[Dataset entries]
★ ★ ★ ★ ★ ★ ★

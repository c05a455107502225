//! # UV Projection Engine
//!
//! Pure functions from positions and a resolved frame to one raw UV per
//! vertex. Results are unbounded; the sampling policy decides what values
//! outside the unit square mean.
//!
//! ## Formulas
//!
//! For each vertex the working point is `p = position + offset`. Modes that
//! need a direction use `n = normalize(p)`.
//!
//! | Mode        | u                              | v                         |
//! |-------------|--------------------------------|---------------------------|
//! | Planar      | first in-plane component       | second in-plane component |
//! | Box         | in-plane of dominant `n` face  | (flipped on some faces)   |
//! | Cylindrical | `(angle + PI) / TAU`           | height along axis         |
//! | Spherical   | `0.5 + atan2(s.z, s.x) / TAU`  | `0.5 + asin(s.y) / PI`    |
//!
//! Linear coordinates are normalized with [`normalize_extent`].

use crate::remap::ResolvedFrame;
use crate::settings::{Axis, Projection, ProjectionConfig};
use config::constants::{approx_equal, normalize_extent, POLE_U};
use glam::{DVec2, DVec3};
use std::f64::consts::{PI, TAU};
use uvmap_mesh::Geometry;

#[cfg(feature = "parallel")]
use rayon::prelude::*;

/// Projects a single position.
///
/// # Example
///
/// ```rust
/// use uvmap_projection::{project_point, Axis, Projection, ResolvedFrame};
/// use glam::DVec3;
///
/// let frame = ResolvedFrame { axis: Axis::Z, offset: DVec3::ZERO };
/// let uv = project_point(DVec3::new(-1.5, 1.5, 0.0), Projection::Planar, &frame);
/// assert_eq!(uv.x, 0.0);
/// assert_eq!(uv.y, 1.0);
/// ```
pub fn project_point(position: DVec3, projection: Projection, frame: &ResolvedFrame) -> DVec2 {
    let p = position + frame.offset;
    match projection {
        Projection::Planar => planar(p, frame.axis),
        Projection::Box => box_face(p),
        Projection::Cylindrical => cylindrical(p, frame.axis),
        Projection::Spherical => spherical(p, frame.axis),
    }
}

/// Projects every position, preserving order and length.
pub fn project_positions(
    positions: &[DVec3],
    projection: Projection,
    frame: &ResolvedFrame,
) -> Vec<DVec2> {
    #[cfg(feature = "parallel")]
    {
        positions
            .par_iter()
            .map(|&p| project_point(p, projection, frame))
            .collect()
    }

    #[cfg(not(feature = "parallel"))]
    {
        positions
            .iter()
            .map(|&p| project_point(p, projection, frame))
            .collect()
    }
}

/// Computes a fresh UV buffer for `geometry` under `config`.
///
/// The returned buffer always has one entry per vertex. Tiling and repeat are
/// not applied here.
pub fn compute_uvs(geometry: &Geometry, config: &ProjectionConfig) -> Vec<DVec2> {
    let frame = config.frame();
    log::debug!(
        "Projecting {} vertices: {} on {:?} axis, offset {:?}",
        geometry.vertex_count(),
        config.projection,
        frame.axis,
        frame.offset
    );
    project_positions(geometry.positions(), config.projection, &frame)
}

/// Replaces the UV buffer of `geometry` with a projection under `config`.
pub fn apply_projection(geometry: &mut Geometry, config: &ProjectionConfig) {
    let uvs = compute_uvs(geometry, config);
    geometry.set_uvs(uvs);
}

fn planar(p: DVec3, axis: Axis) -> DVec2 {
    let (u, v) = match axis {
        Axis::Z => (p.x, p.y),
        Axis::X => (p.z, p.y),
        Axis::Y => (p.x, p.z),
    };
    DVec2::new(normalize_extent(u), normalize_extent(v))
}

/// Dominant face of `n`; ties resolve X, then Y, then Z.
fn box_face(p: DVec3) -> DVec2 {
    let n = p.normalize_or_zero();
    let a = n.abs();
    let max = a.max_element();

    if a.x == max {
        let u = normalize_extent(p.z);
        let v = normalize_extent(p.y);
        DVec2::new(if n.x > 0.0 { 1.0 - u } else { u }, v)
    } else if a.y == max {
        let u = normalize_extent(p.x);
        let v = normalize_extent(p.z);
        DVec2::new(u, if n.y < 0.0 { 1.0 - v } else { v })
    } else {
        let u = normalize_extent(p.x);
        let v = normalize_extent(p.y);
        DVec2::new(if n.z < 0.0 { 1.0 - u } else { u }, v)
    }
}

fn cylindrical(p: DVec3, axis: Axis) -> DVec2 {
    let (angle, height) = match axis {
        Axis::Y => (p.x.atan2(p.z), p.y),
        Axis::X => (p.z.atan2(p.y), p.x),
        Axis::Z => (p.x.atan2(p.y), p.z),
    };
    DVec2::new((angle + PI) / TAU, normalize_extent(height))
}

fn spherical(p: DVec3, axis: Axis) -> DVec2 {
    let n = p.normalize_or_zero();
    // Reorder so the selected axis lands in y.
    let s = match axis {
        Axis::Y => n,
        Axis::X => DVec3::new(n.y, n.x, n.z),
        Axis::Z => DVec3::new(n.x, n.z, n.y),
    };

    let u = if approx_equal(s.x, 0.0) && approx_equal(s.z, 0.0) {
        POLE_U
    } else {
        0.5 + s.z.atan2(s.x) / TAU
    };
    let v = 0.5 + s.y.clamp(-1.0, 1.0).asin() / PI;
    DVec2::new(u, v)
}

★ ★ ★ ★ ★ ★ ★

- [EXERCISE PROMPT]: Whenever the word "parallel" shows up in a line of the entries, copy that line.

- [ANSWER TO THIS TASK]:
#[cfg(feature = "parallel")]
    #[cfg(feature = "parallel")]
    #[cfg(not(feature = "parallel"))]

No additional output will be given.